If you're basically a good person and in tune with other people's feelings, you won't go far wrong.

But that applies to all relationships.

This. Just be yourself. 🙂

Crumblespiesetc · 08/04/2024 07:42

So great you asked!

Bear in mind she's coming from a different family with it's own set of norms, so in some ways, it's likely you will over/under/misstep at some point. She may too, if you carry expectations of her behaviour.

Because we can't always anticipate what someone needs, I would try and treat her as you would any person you don't know very well, at the point it's not clear what you'll mean to eachother going forward - get to know her, run things by her and your DP (would you like to do it this way or that way?) and make it easy for them to say no without any fall out.

Applesandpears23 · 08/04/2024 07:46

My MIL always tells me I am doing a great job and my children are amazing. She has a lot of annoying traits but this one habit has made her always welcome in my house.

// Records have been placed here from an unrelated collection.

//! CLI command definitions, routing, and tracing setup.

use std::io::Read;
use std::path::{Path, PathBuf};

use clap::{Parser, Subcommand};
use color_eyre::eyre::{Result, WrapErr, eyre};
use serde_json::Value;
use tracing::{info, warn};

use sitegen_core::{JobOutcome, PackageManager, handle_job};
use sitegen_reporter::CodePipelineReporter;
use sitegen_shared::{BuildConfig, StepConfig};
use sitegen_storage::{S3Connector, S3Options};

// ---------------------------------------------------------------------------
// CLI structure
// ---------------------------------------------------------------------------

/// sitegen: build and publish a static site for a CodePipeline job.
#[derive(Parser)]
#[command(
    name = "sitegen",
    version,
    about = "Build a static site from a CodePipeline source artifact and publish it.",
    long_about = None,
)]
pub(crate) struct Cli {
    /// Log format: text (default) or json.
    #[arg(long, default_value = "text", global = true)]
    pub log_format: LogFormat,

    /// Verbosity level (-v, -vv, -vvv).
    #[arg(short, long, action = clap::ArgAction::Count, global = true)]
    pub verbose: u8,

    /// AWS region (overrides AWS_REGION / AWS_DEFAULT_REGION).
    #[arg(long, global = true)]
    pub region: Option<String>,

    /// Parent directory for temporary job directories.
    #[arg(long, env = "SITEGEN_WORK_DIR", global = true)]
    pub work_dir: Option<PathBuf>,

    #[command(subcommand)]
    pub command: Command,
}

/// Log output format.
#[derive(Clone, Debug, clap::ValueEnum)]
pub(crate) enum LogFormat {
    Text,
    Json,
}

/// Top-level CLI subcommands.
#[derive(Subcommand)]
pub(crate) enum Command {
    /// Process one CodePipeline job event.
    Run {
        /// Path to the event JSON, or `-` for stdin.
        #[arg(long, default_value = "-")]
        event: String,
    },

    /// Print the package manager that would build a source directory.
    Detect {
        /// Source directory.
        dir: PathBuf,
    },
}

// ---------------------------------------------------------------------------
// Tracing setup
// ---------------------------------------------------------------------------

/// Initialize tracing based on CLI flags.
pub(crate) fn init_tracing(cli: &Cli) {
    use tracing_subscriber::{EnvFilter, fmt};

    let filter = match cli.verbose {
        0 => "sitegen=info",
        1 => "sitegen=debug",
        _ => "sitegen=trace",
    };

    let env_filter = EnvFilter::try_from_default_env()
        .unwrap_or_else(|_| EnvFilter::new(filter));

    // stdout carries command results only.
    match cli.log_format {
        LogFormat::Text => {
            fmt()
                .with_env_filter(env_filter)
                .with_target(false)
                .with_writer(std::io::stderr)
                .init();
        }
        LogFormat::Json => {
            fmt()
                .json()
                .with_env_filter(env_filter)
                .with_writer(std::io::stderr)
                .init();
        }
    }
}

// ---------------------------------------------------------------------------
// Command dispatch
// ---------------------------------------------------------------------------

/// Run the CLI command.
pub(crate) async fn run(cli: Cli) -> Result<()> {
    match &cli.command {
        Command::Run { event } => cmd_run(&cli, event).await,
        Command::Detect { dir } => cmd_detect(dir),
    }
}

/// Environment configuration with command-line overrides applied.
fn step_config(cli: &Cli) -> Result<StepConfig> {
    let mut config = StepConfig::from_env()?;
    if let Some(region) = &cli.region {
        config.region = region.clone();
    }
    if let Some(work_dir) = &cli.work_dir {
        config.work_dir = Some(work_dir.clone());
    }
    Ok(config)
}

async fn cmd_run(cli: &Cli, event_source: &str) -> Result<()> {
    let config = step_config(cli)?;
    let event = read_event(event_source)?;

    let connector = S3Connector::new(S3Options::from(&config));
    let reporter = CodePipelineReporter::from_config(&config)?;
    let build = BuildConfig::from(&config);

    info!(region = %config.region, "processing job event");
    match handle_job(&event, &connector, &reporter, &build).await? {
        JobOutcome::Succeeded => info!("job reported as succeeded"),
        JobOutcome::Failed { stage, .. } => warn!(%stage, "job reported as failed"),
    }

    println!("complete");
    Ok(())
}

fn cmd_detect(dir: &Path) -> Result<()> {
    if !dir.is_dir() {
        return Err(eyre!("not a directory: {}", dir.display()));
    }
    println!("{}", PackageManager::detect(dir));
    Ok(())
}

/// Read and parse the job event from a file, or stdin for `-`.
fn read_event(source: &str) -> Result<Value> {
    let raw = if source == "-" {
        let mut raw = String::new();
        std::io::stdin()
            .read_to_string(&mut raw)
            .wrap_err("failed to read event from stdin")?;
        raw
    } else {
        std::fs::read_to_string(source).wrap_err_with(|| format!("failed to read event {source}"))?
    };
    serde_json::from_str(&raw).wrap_err("event is not valid JSON")
}
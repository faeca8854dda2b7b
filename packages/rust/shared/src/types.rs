//! Job data model: what a single pipeline job asks us to do.

use serde::{Deserialize, Serialize};

// ---------------------------------------------------------------------------
// Locations & credentials
// ---------------------------------------------------------------------------

/// An object in the artifact store.
#[derive(Debug, Clone, PartialEq, Eq, Serialize, Deserialize)]
pub struct S3Location {
    /// Bucket name.
    pub bucket: String,
    /// Object key within the bucket.
    pub key: String,
}

impl std::fmt::Display for S3Location {
    fn fmt(&self, f: &mut std::fmt::Formatter<'_>) -> std::fmt::Result {
        write!(f, "s3://{}/{}", self.bucket, self.key)
    }
}

/// The source artifact: where it lives plus the revision that produced it.
#[derive(Debug, Clone, PartialEq, Eq)]
pub struct InputArtifact {
    pub location: S3Location,
    /// Revision marker from the source stage. Informational only.
    pub revision: Option<String>,
}

/// Temporary credentials scoped to one job's artifacts.
#[derive(Clone, PartialEq, Eq)]
pub struct ArtifactCredentials {
    pub access_key_id: String,
    pub secret_access_key: String,
    pub session_token: Option<String>,
}

impl std::fmt::Debug for ArtifactCredentials {
    fn fmt(&self, f: &mut std::fmt::Formatter<'_>) -> std::fmt::Result {
        f.debug_struct("ArtifactCredentials")
            .field("access_key_id", &self.access_key_id)
            .field("secret_access_key", &"<redacted>")
            .field(
                "session_token",
                &self.session_token.as_ref().map(|_| "<redacted>"),
            )
            .finish()
    }
}

// ---------------------------------------------------------------------------
// JobDescriptor
// ---------------------------------------------------------------------------

/// Everything extracted from one trigger payload.
#[derive(Debug, Clone, PartialEq, Eq)]
pub struct JobDescriptor {
    /// Opaque token used to report completion.
    pub job_id: String,
    pub input: InputArtifact,
    pub output: S3Location,
    pub credentials: ArtifactCredentials,
    /// Free-form action configuration (`UserParameters`). Not used by the build.
    pub user_parameters: String,
}

// ---------------------------------------------------------------------------
// Failure reporting
// ---------------------------------------------------------------------------

/// Maximum length CodePipeline accepts for a failure message.
pub const MAX_FAILURE_MESSAGE_LEN: usize = 5000;

const TRUNCATION_MARKER: &str = "...";

/// Failure category sent with every failure report.
#[derive(Debug, Clone, Copy, PartialEq, Eq, Serialize, Deserialize)]
pub enum FailureKind {
    JobFailed,
}

/// Body of a failure report.
#[derive(Debug, Clone, PartialEq, Eq, Serialize, Deserialize)]
pub struct FailureDetails {
    #[serde(rename = "type")]
    pub kind: FailureKind,
    pub message: String,
}

impl FailureDetails {
    /// Build a `JobFailed` report from any error, keeping the tail of long messages.
    pub fn job_failed(error: &dyn std::fmt::Display) -> Self {
        Self {
            kind: FailureKind::JobFailed,
            message: truncate_tail(&error.to_string(), MAX_FAILURE_MESSAGE_LEN),
        }
    }
}

/// Keep at most `max` characters, dropping from the front.
fn truncate_tail(message: &str, max: usize) -> String {
    let len = message.chars().count();
    if len <= max {
        return message.to_string();
    }
    let keep = max - TRUNCATION_MARKER.len();
    let tail: String = message.chars().skip(len - keep).collect();
    format!("{TRUNCATION_MARKER}{tail}")
}
//! Pack and upload the built site.

use std::path::Path;

use tracing::{info, instrument};

use sitegen_artifacts::{PackSummary, create_archive};
use sitegen_shared::{Result, S3Location};
use sitegen_storage::ArtifactStore;

use crate::workspace::scratch_file;

/// Zip the contents of `site_dir` and upload the archive to `output`.
#[instrument(skip_all, fields(output = %output))]
pub async fn upload_site<S: ArtifactStore>(
    site_dir: &Path,
    store: &S,
    output: &S3Location,
    scratch_root: Option<&Path>,
) -> Result<PackSummary> {
    let archive = scratch_file(scratch_root, "site", ".zip")?;
    let summary = create_archive(site_dir, archive.path())?;
    let bytes = store.upload(output, archive.path()).await?;

    info!(bytes, files = summary.files, "site published");
    Ok(summary)
}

CosmosQueen · 08/04/2024 07:52

My MIL never approved of me and made that abundantly clear at every opportunity. She was the most hypocritical church goer I ever had the misfortune to meet.
I have a great relationship with my DIL, we got on very well from the start. I never interfere, am happy to help when needed and asked and I have two wonderful DGCs.
i can’t ask for anything more 😊

Applesandpears23 · 08/04/2024 07:55

Bigearringsbigsmile · 07/04/2024 11:18

This comes up on here a lot and mystifys me a bit.
When do men ever have to choose between their mother and their wife?

I've been married a very long time and can't think of a single occasion when my husband has had to choose between me and his mum.

When there is a conflict or difference of opinion.

Meadowfinch · 08/04/2024 08:00

Your future DIL is a grown up and she is marrying your ds, not you. They will be building a life together. The things that upset dils seem to be:

MIL trying to be family queen bee.
MIL assuming she has a right to be in their house.
MIL assuming she has rights over any children or say in how they are raised

Plus all the normal things like rudeness, gossip, manipulation etc.

I think a lot of it is family norms. Some families are closer than others. Have different expectations, so there always needs to be some compromise.

I have a teen ds and it will be hard to accept that someone else will be the most important woman in his life in future. But that's what will make him happy so I'll cope (I hope).